● WHAT TO DO: Reproduce verbatim the lines of the material below, starting at the line with "ScanType, moving_start_angles: &[f64])" and ending at the line with "for (i, angle)", both inclusive; skip the rest.

● EXTRACTED ENTRIES:

//! 真北に最も近い射線が先頭になるように、射線の並び順を変更する。
use crate::decoders::RawSamples;
use crate::errors::{Rb5ReaderError, Rb5ReaderResult};
use crate::readers::ScanType;

/// 真北に最も近い射線のインデックスを返す。
///
/// 射線の開始角度が最も小さい射線を選択する。同じ最小値の射線が複数ある場合は、
/// 最初の射線を選択する。
/// RHI（`ele`）は並べ替えないため、`None`を返す。
pub fn zero_azimuth_ray(scan_type: ScanType, moving_start_angles: &[f64]) -> Option<usize> {
    if scan_type == ScanType::Elevation {
        log::debug!("zero azimuth reordering is not applied to elevation scans");
        return None;
    }
    if moving_start_angles.is_empty() {
        return None;
    }
    let mut pivot = 0;
    for (i, angle) in moving_start_angles.iter().enumerate() {
        if *angle < moving_start_angles[pivot] {
            pivot = i;
        }
    }
    log::debug!("zero azimuth ray: {pivot}");

    Some(pivot)
}

/// 射線を`ray`本分だけ左に回転する。
///
/// 1射線は`block`個の連続した要素で構成される。
/// `ray`が`None`または0の場合は何もしない。
/// `ray`が射線数の範囲外の場合はエラーを返す。
pub fn rotate_rays<T>(
    values: &mut [T],
    ray: Option<usize>,
    block: usize,
) -> Rb5ReaderResult<()> {
    let Some(ray) = ray else { return Ok(()) };
    let ray_count = if block == 0 { 0 } else { values.len() / block };
    if ray >= ray_count {
        return Err(Rb5ReaderError::RayOutOfRange { ray, ray_count });
    }
    values.rotate_left(ray * block);

    Ok(())
}

impl RawSamples {
    /// 生の値の射線を`ray`本分だけ左に回転する。
    ///
    /// 1射線は`bins`個の連続した要素で構成される（`rayinfo`は1）。
    pub fn rotate_rays(&mut self, ray: Option<usize>, bins: usize) -> Rb5ReaderResult<()> {
        match self {
            RawSamples::U8(v) => rotate_rays(v, ray, bins),
            RawSamples::U16(v) => rotate_rays(v, ray, bins),
            RawSamples::U32(v) => rotate_rays(v, ray, bins),
        }
    }
}
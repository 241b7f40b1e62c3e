use crate::decoders::RawSamples;
use crate::params::{ConversionMode, ParamInfo};

/// 角度の最小値
const ANGLE_MIN: f64 = 0.0;

/// 角度の最大値
const ANGLE_MAX: f64 = 360.0;

/// 生の値を物理量に変換する。
///
/// 変換に使用した物理量の範囲、生の値1あたりの物理量、欠測値を`ParamInfo`に記録して返す。
///
/// | 変換方法 | 物理量 | 欠測値 |
/// |---|---|---|
/// | `Copy` | `raw` | `0` |
/// | `Angular` | `raw * step` | `-step` |
/// | その他 | `raw * step - step + min` | `-step + min` |
///
/// # 引数
///
/// * `info` - チャンネルの属性
/// * `raw` - 生の値の配列
///
/// # 戻り値
///
/// 物理量の配列と、更新したチャンネルの属性
pub fn convert(mut info: ParamInfo, raw: &RawSamples) -> (Vec<f64>, ParamInfo) {
    let values = match info.conversion {
        ConversionMode::Copy => {
            info.no_data = Some(0.0);
            raw.iter().map(f64::from).collect()
        }
        ConversionMode::Angular => {
            info.data_min = ANGLE_MIN;
            info.data_max = ANGLE_MAX;
            info.data_width = ANGLE_MAX - ANGLE_MIN;
            info.data_step = step(info.data_width, info.raw_width);
            let (step, min) = (info.data_step, info.data_min);
            info.no_data = Some(0.0 * step - step + min);
            raw.iter().map(|r| f64::from(r) * step + min).collect()
        }
        ConversionMode::RegularData | ConversionMode::PhiDpData | ConversionMode::KdpData => {
            info.data_width = info.data_max - info.data_min;
            info.data_step = step(info.data_width, info.raw_width);
            let (step, min) = (info.data_step, info.data_min);
            info.no_data = Some(0.0 * step - step + min);
            raw.iter().map(|r| f64::from(r) * step - step + min).collect()
        }
    };

    (values, info)
}

fn step(data_width: f64, raw_width: u64) -> f64 {
    if raw_width == 0 {
        0.0
    } else {
        data_width / raw_width as f64
    }
}

#[cfg(test)]
mod tests {
    use super::*;
    use crate::params::{ChannelKind, ParamLocator, UNDECLARED_RANGE};

    fn info(name: &str, depth: u32, min: f64, max: f64) -> ParamInfo {
        let raw_max = crate::params::raw_max_for_depth(depth);
        ParamInfo {
            locator: ParamLocator::new(0, ChannelKind::RayInfo, 0),
            name: name.to_string(),
            blob_id: 0,
            depth,
            ray_count: 3,
            bin_count: 1,
            raw_min: 0,
            raw_max,
            raw_width: raw_max,
            data_min: min,
            data_max: max,
            data_width: max - min,
            data_step: (max - min) / raw_max as f64,
            no_data: None,
            conversion: ConversionMode::from_channel_name(name),
            element_count: 3,
            byte_size: (depth / 8) as usize,
            date_time: None,
            zero_azimuth_ray: None,
        }
    }

    #[test]
    fn copy_keeps_raw_values() {
        let raw = RawSamples::U32(vec![0, 17, 4_000_000_000]);
        let (values, info) = convert(info("timestamp", 32, UNDECLARED_RANGE, UNDECLARED_RANGE), &raw);
        assert_eq!(values, vec![0.0, 17.0, 4_000_000_000.0]);
        assert_eq!(info.no_data, Some(0.0));
        assert_eq!(info.data_min, UNDECLARED_RANGE);
    }

    #[test]
    fn angular_spans_full_circle() {
        let raw = RawSamples::U8(vec![0, 128, 255]);
        let (values, info) = convert(info("startangle", 8, UNDECLARED_RANGE, UNDECLARED_RANGE), &raw);
        assert_eq!(values[0], 0.0);
        assert!((values[1] - 180.705_882).abs() < 1e-5);
        assert!((values[2] - 360.0).abs() < 1e-9);
        assert_eq!(info.data_min, 0.0);
        assert_eq!(info.data_max, 360.0);
        assert!((info.data_step - 360.0 / 255.0).abs() < 1e-12);
        assert_eq!(info.no_data, Some(-info.data_step));
    }

    #[test]
    fn data_uses_declared_range() {
        let raw = RawSamples::U8(vec![0, 1, 255]);
        let (values, info) = convert(info("dBZ", 8, -31.5, 95.5), &raw);
        let step = 127.0 / 255.0;
        assert!((values[0] - (-31.5 - step)).abs() < 1e-9);
        assert!((values[1] - (-31.5)).abs() < 1e-9);
        assert!((values[2] - (95.5 - step)).abs() < 1e-9);
        assert_eq!(info.no_data, Some(-step + -31.5));
    }

    #[test]
    fn kdp_is_not_special_cased() {
        let raw = RawSamples::U16(vec![0, 65535]);
        let (values, info) = convert(info("KDP", 16, -5.0, 5.0), &raw);
        assert_eq!(info.data_min, -5.0);
        assert_eq!(info.data_max, 5.0);
        assert!((values[1] - (5.0 - info.data_step)).abs() < 1e-9);
    }
}
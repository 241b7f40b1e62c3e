//! BLOB領域の走査とBLOBの展開
//!
//! BLOB領域には、次の形式のレコードが連続して記録されている。
//!
//! ```text
//! <BLOB blobid="0" size="1234" compression="qt">\n
//! （sizeバイトの圧縮データ）
//! </BLOB>\n
//! ```
//!
//! 圧縮データの先頭4バイトは、展開後のバイト数をビッグ・エンディアンで記録している。
//! 残りのバイトはzlib形式の圧縮ストリームである。
use std::io::Read;

use flate2::read::ZlibDecoder;

use crate::errors::{Rb5ReaderError, Rb5ReaderResult};

/// BLOBレコードの開始タグ
const BLOB_OPEN_TAG: &[u8] = b"<BLOB";

/// BLOBレコードの終了タグ
const BLOB_CLOSE_TAG: &[u8] = b"</BLOB>";

/// 展開後のバイト数を記録しているバイト数
const EXPECTED_SIZE_BYTES: usize = 4;

/// BLOBレコード
#[derive(Debug, Clone, Copy)]
pub struct BlobRecord<'a> {
    /// BLOB ID
    pub blob_id: u32,
    /// 圧縮データ
    pub payload: &'a [u8],
    /// BLOB領域の先頭からのレコードの開始位置
    pub offset: usize,
    /// 次のレコードの開始位置
    pub next_offset: usize,
}

/// BLOB領域を先頭からレコード単位で走査するイテレーター
///
/// BLOB領域を書き換えないため、同じ領域を何度でも走査できる。
pub struct BlobScanner<'a> {
    region: &'a [u8],
    offset: usize,
}

impl<'a> BlobScanner<'a> {
    pub fn new(region: &'a [u8]) -> Self {
        Self { region, offset: 0 }
    }

    fn read_record(&self, start: usize) -> Rb5ReaderResult<BlobRecord<'a>> {
        let rest = &self.region[start..];
        if !rest.starts_with(BLOB_OPEN_TAG) {
            return Err(Rb5ReaderError::MalformedContainer(format!(
                "BLOB領域の{start}バイト目にBLOBの開始タグがありません。"
            )));
        }
        let line_len = rest.iter().position(|&b| b == b'\n').ok_or_else(|| {
            Rb5ReaderError::MalformedContainer(format!(
                "BLOB領域の{start}バイト目のBLOBヘッダが改行で終わっていません。"
            ))
        })?;
        let header = parse_blob_header(&rest[..line_len])?;

        let payload_start = start + line_len + 1;
        let payload_end = payload_start
            .checked_add(header.size)
            .filter(|&end| end <= self.region.len())
            .ok_or_else(|| {
                Rb5ReaderError::MalformedContainer(format!(
                    "BLOB ID`{}`の圧縮データ（{}バイト）がBLOB領域の終端を越えています。",
                    header.blob_id, header.size
                ))
            })?;

        let close_start = skip_whitespace(self.region, payload_end);
        if !self.region[close_start..].starts_with(BLOB_CLOSE_TAG) {
            return Err(Rb5ReaderError::MalformedContainer(format!(
                "BLOB ID`{}`の圧縮データの後にBLOBの終了タグがありません。",
                header.blob_id
            )));
        }
        let mut next_offset = close_start + BLOB_CLOSE_TAG.len();
        if self.region.get(next_offset) == Some(&b'\r') {
            next_offset += 1;
        }
        if self.region.get(next_offset) == Some(&b'\n') {
            next_offset += 1;
        }

        Ok(BlobRecord {
            blob_id: header.blob_id,
            payload: &self.region[payload_start..payload_end],
            offset: start,
            next_offset,
        })
    }
}

impl<'a> Iterator for BlobScanner<'a> {
    type Item = Rb5ReaderResult<BlobRecord<'a>>;

    fn next(&mut self) -> Option<Self::Item> {
        let start = skip_whitespace(self.region, self.offset);
        if start >= self.region.len() {
            self.offset = start;
            return None;
        }
        match self.read_record(start) {
            Ok(record) => {
                self.offset = record.next_offset;
                Some(Ok(record))
            }
            Err(e) => {
                // 壊れたレコード以降は走査しない
                self.offset = self.region.len();
                Some(Err(e))
            }
        }
    }
}

/// BLOBヘッダの属性
#[derive(Debug, Clone, Copy, PartialEq, Eq)]
struct BlobHeader {
    blob_id: u32,
    size: usize,
}

/// BLOBヘッダの1行を解析する。
///
/// 開始タグだけを解析できればよいため、閉じられていないタグや未知の属性は許容する。
fn parse_blob_header(line: &[u8]) -> Rb5ReaderResult<BlobHeader> {
    let line = String::from_utf8_lossy(line);
    let attributes = tag_attributes(&line);
    let blob_id = header_attribute(&attributes, "blobid", &line)?;
    let blob_id = blob_id.trim().parse::<u32>().map_err(|_| {
        Rb5ReaderError::MalformedContainer(format!("BLOB ID`{blob_id}`が不正です。"))
    })?;
    let size = header_attribute(&attributes, "size", &line)?;
    let size = size.trim().parse::<usize>().map_err(|_| {
        Rb5ReaderError::MalformedContainer(format!("BLOBのサイズ`{size}`が不正です。"))
    })?;

    Ok(BlobHeader { blob_id, size })
}

fn header_attribute<'a>(
    attributes: &[(&'a str, &'a str)],
    name: &str,
    line: &str,
) -> Rb5ReaderResult<&'a str> {
    attributes
        .iter()
        .find(|(n, _)| *n == name)
        .map(|(_, v)| *v)
        .ok_or_else(|| {
            Rb5ReaderError::MalformedContainer(format!(
                "BLOBヘッダ`{}`に`{name}`属性がありません。",
                line.trim_end()
            ))
        })
}

/// タグに記録されている`名前="値"`の組を返す。
fn tag_attributes(tag: &str) -> Vec<(&str, &str)> {
    let mut attributes = Vec::new();
    let body = tag.trim_start().trim_start_matches('<');
    // タグ名を読み飛ばす
    let mut rest = match body.find(char::is_whitespace) {
        Some(i) => &body[i..],
        None => return attributes,
    };
    loop {
        rest = rest.trim_start();
        let Some(eq) = rest.find('=') else { break };
        let name = rest[..eq].trim();
        let after = rest[eq + 1..].trim_start();
        let Some(quote) = after.chars().next().filter(|c| *c == '"' || *c == '\'') else {
            break;
        };
        let Some(close) = after[1..].find(quote) else { break };
        attributes.push((name, &after[1..1 + close]));
        rest = &after[close + 2..];
    }

    attributes
}

fn skip_whitespace(region: &[u8], mut offset: usize) -> usize {
    while region.get(offset).is_some_and(|b| b.is_ascii_whitespace()) {
        offset += 1;
    }
    offset
}

/// BLOB領域から指定されたBLOB IDのBLOBを探して展開する。
///
/// # 引数
///
/// * `region` - BLOB領域
/// * `blob_id` - 展開するBLOBのBLOB ID
///
/// # 戻り値
///
/// 展開したバイト列
pub fn fetch_blob(region: &[u8], blob_id: u32) -> Rb5ReaderResult<Vec<u8>> {
    for record in BlobScanner::new(region) {
        let record = record?;
        if record.blob_id == blob_id {
            log::debug!(
                "blob {} found at offset {} ({} compressed bytes)",
                blob_id,
                record.offset,
                record.payload.len()
            );
            return decompress_blob(record.payload);
        }
    }

    Err(Rb5ReaderError::BlobNotFound(blob_id))
}

/// BLOBの圧縮データを展開する。
///
/// 展開したバイト数が、圧縮データの先頭4バイトに記録されたバイト数と一致しない場合はエラーとする。
pub fn decompress_blob(payload: &[u8]) -> Rb5ReaderResult<Vec<u8>> {
    if payload.len() < EXPECTED_SIZE_BYTES {
        return Err(Rb5ReaderError::Decompression(format!(
            "圧縮データが{}バイトしかありません。",
            payload.len()
        )));
    }
    let (prefix, stream) = payload.split_at(EXPECTED_SIZE_BYTES);
    let mut size = [0u8; EXPECTED_SIZE_BYTES];
    size.copy_from_slice(prefix);
    let expected = u32::from_be_bytes(size) as usize;

    // 記録されたバイト数を1バイト超えた時点で展開を打ち切る
    let mut decompressed = Vec::new();
    ZlibDecoder::new(stream)
        .take(expected as u64 + 1)
        .read_to_end(&mut decompressed)
        .map_err(|e| Rb5ReaderError::Decompression(format!("{e}")))?;
    if decompressed.len() != expected {
        return Err(Rb5ReaderError::Decompression(format!(
            "展開後のバイト数が{}バイトでした。{expected}バイトを期待しました。",
            decompressed.len()
        )));
    }

    Ok(decompressed)
}
//! Service configuration
//!
//! Loaded from TOML (an explicit path, else `~/.config/tally/config.toml` if
//! present, else built-in defaults), then overridden from the environment:
//!
//! - `TALLY_INPUT_DIR`: directory scanned for statement files
//! - `TALLY_RUN_EVERY_MINUTES`: scheduler interval
//! - `TALLY_DB`: SQLite database path
//!
//! ```toml
//! input_dir = "/srv/statements"
//! run_every_minutes = 60
//! run_on_start = true
//!
//! [database]
//! path = "/var/lib/tally/tally.db"
//! ```

use std::fs;
use std::path::{Path, PathBuf};
use std::time::Duration;

use serde::Deserialize;
use tracing::{debug, warn};

use crate::categorize::{Categorizer, CategoryRules};
use crate::db::DEFAULT_POOL_SIZE;
use crate::error::{Error, Result};

/// Default interval: once a day
pub const DEFAULT_RUN_EVERY_MINUTES: u64 = 24 * 60;

/// Longest accepted interval: one year
pub const MAX_RUN_EVERY_MINUTES: u64 = 366 * 24 * 60;

#[derive(Debug, Clone, PartialEq, Deserialize)]
#[serde(default, deny_unknown_fields)]
pub struct Config {
    pub input_dir: PathBuf,
    pub run_every_minutes: u64,
    pub run_on_start: bool,
    /// Log filter used when neither `RUST_LOG` nor `--verbose` is given
    pub log_level: String,
    pub database: DatabaseConfig,
    /// Replaces the built-in categorization tables entirely
    pub rules: Option<CategoryRules>,
}

#[derive(Debug, Clone, PartialEq, Deserialize)]
#[serde(default, deny_unknown_fields)]
pub struct DatabaseConfig {
    pub path: String,
    pub pool_size: u32,
}

impl Default for Config {
    fn default() -> Self {
        Self {
            input_dir: PathBuf::from("./input"),
            run_every_minutes: DEFAULT_RUN_EVERY_MINUTES,
            run_on_start: false,
            log_level: "info".to_string(),
            database: DatabaseConfig::default(),
            rules: None,
        }
    }
}

impl Default for DatabaseConfig {
    fn default() -> Self {
        Self {
            path: "tally.db".to_string(),
            pool_size: DEFAULT_POOL_SIZE,
        }
    }
}

/// Default config location (`~/.config/tally/config.toml` on Linux)
pub fn default_config_path() -> Option<PathBuf> {
    dirs::config_dir().map(|d| d.join("tally").join("config.toml"))
}

impl Config {
    /// Load configuration, apply environment overrides and validate
    ///
    /// An explicit `path` must exist; the default location is optional.
    pub fn load(path: Option<&Path>) -> Result<Self> {
        let mut config = match path {
            Some(path) => {
                if !path.exists() {
                    return Err(Error::Config(format!(
                        "config file not found: {}",
                        path.display()
                    )));
                }
                Self::from_file(path)?
            }
            None => match default_config_path() {
                Some(default_path) if default_path.exists() => Self::from_file(&default_path)?,
                _ => {
                    debug!("No config file found, using defaults");
                    Self::default()
                }
            },
        };

        config.apply_overrides(|key| std::env::var(key).ok())?;
        config.validate()?;
        Ok(config)
    }

    pub fn from_file(path: &Path) -> Result<Self> {
        let content = fs::read_to_string(path).map_err(|e| {
            Error::Config(format!("failed to read {}: {}", path.display(), e))
        })?;
        debug!(path = %path.display(), "Loaded config file");
        Self::from_toml(&content)
    }

    pub fn from_toml(content: &str) -> Result<Self> {
        Ok(toml::from_str(content)?)
    }

    /// Apply `TALLY_*` overrides using `lookup` to read variables
    pub fn apply_overrides<F>(&mut self, lookup: F) -> Result<()>
    where
        F: Fn(&str) -> Option<String>,
    {
        if let Some(dir) = lookup("TALLY_INPUT_DIR") {
            self.input_dir = PathBuf::from(dir);
        }

        if let Some(minutes) = lookup("TALLY_RUN_EVERY_MINUTES") {
            self.run_every_minutes = minutes.trim().parse().map_err(|_| {
                Error::Config(format!(
                    "TALLY_RUN_EVERY_MINUTES must be a whole number of minutes, got {:?}",
                    minutes
                ))
            })?;
        }

        if let Some(db) = lookup("TALLY_DB") {
            self.database.path = db;
        }

        Ok(())
    }

    pub fn validate(&self) -> Result<()> {
        if self.run_every_minutes == 0 {
            return Err(Error::Config(
                "run_every_minutes must be greater than 0".to_string(),
            ));
        }
        if self.run_every_minutes > MAX_RUN_EVERY_MINUTES {
            return Err(Error::Config(format!(
                "run_every_minutes must be at most {} (one year), got {}",
                MAX_RUN_EVERY_MINUTES, self.run_every_minutes
            )));
        }
        if self.database.pool_size == 0 {
            return Err(Error::Config(
                "database.pool_size must be greater than 0".to_string(),
            ));
        }
        if let Some(rules) = &self.rules {
            if rules.fallback.trim().is_empty() {
                warn!("rules.fallback is empty; unmatched recipients get an empty category");
            }
        }
        Ok(())
    }

    /// Scheduler interval; saturates if `validate` was skipped
    pub fn interval(&self) -> Duration {
        Duration::from_secs(self.run_every_minutes.saturating_mul(60))
    }

    /// Categorizer for the configured rules (built-in tables if none)
    pub fn categorizer(&self) -> Categorizer {
        Categorizer::new(self.rules.clone().unwrap_or_default())
    }
}
//! Domain models for tally

use chrono::NaiveDate;
use rust_decimal::Decimal;
use serde::{Deserialize, Serialize};

/// A categorized transaction parsed from one statement row
#[derive(Debug, Clone, PartialEq, Serialize, Deserialize)]
pub struct Transaction {
    /// Normalized transaction type (e.g. "Card Payment"); unknown types pass through
    pub kind: String,
    pub date: NaiveDate,
    /// Signed amount, negative for outgoing money
    pub amount: Decimal,
    pub recipient: String,
    /// Free-text memo ("Verwendungszweck")
    pub usage: String,
    pub primary_category: String,
    pub secondary_category: String,
}

/// A discovered file and the SHA-256 digest of its contents
///
/// The digest identifies the content, not the file: two paths with
/// byte-identical contents produce the same `sha256`.
#[derive(Debug, Clone, PartialEq, Eq, Hash, Serialize, Deserialize)]
pub struct FileRecord {
    pub path: String,
    /// Lowercase hex SHA-256 digest (64 characters)
    pub sha256: String,
}

impl FileRecord {
    pub fn new(path: impl Into<String>, sha256: impl Into<String>) -> Self {
        Self {
            path: path.into(),
            sha256: sha256.into(),
        }
    }
}

/// Counters for one ingestion cycle
#[derive(Debug, Clone, Default, PartialEq, Eq, Serialize)]
pub struct CycleReport {
    /// Files whose content had not been seen before
    pub files_new: usize,
    /// New files that could not be opened or had no readable header
    pub files_failed: usize,
    pub rows_inserted: usize,
    /// Rows skipped because amount, date or layout was invalid
    pub rows_skipped: usize,
    /// Parsed rows the sink refused to store
    pub inserts_failed: usize,
}

impl CycleReport {
    /// Fold the counters of another report into this one
    pub fn merge(&mut self, other: &CycleReport) {
        self.files_new += other.files_new;
        self.files_failed += other.files_failed;
        self.rows_inserted += other.rows_inserted;
        self.rows_skipped += other.rows_skipped;
        self.inserts_failed += other.inserts_failed;
    }
}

● RESULT:
pub fn zero_azimuth_ray(scan_type: ScanType, moving_start_angles: &[f64]) -> Option<usize> {
    if scan_type == ScanType::Elevation {
        log::debug!("zero azimuth reordering is not applied to elevation scans");
        return None;
    }
    if moving_start_angles.is_empty() {
        return None;
    }
    let mut pivot = 0;
    for (i, angle) in moving_start_angles.iter().enumerate() {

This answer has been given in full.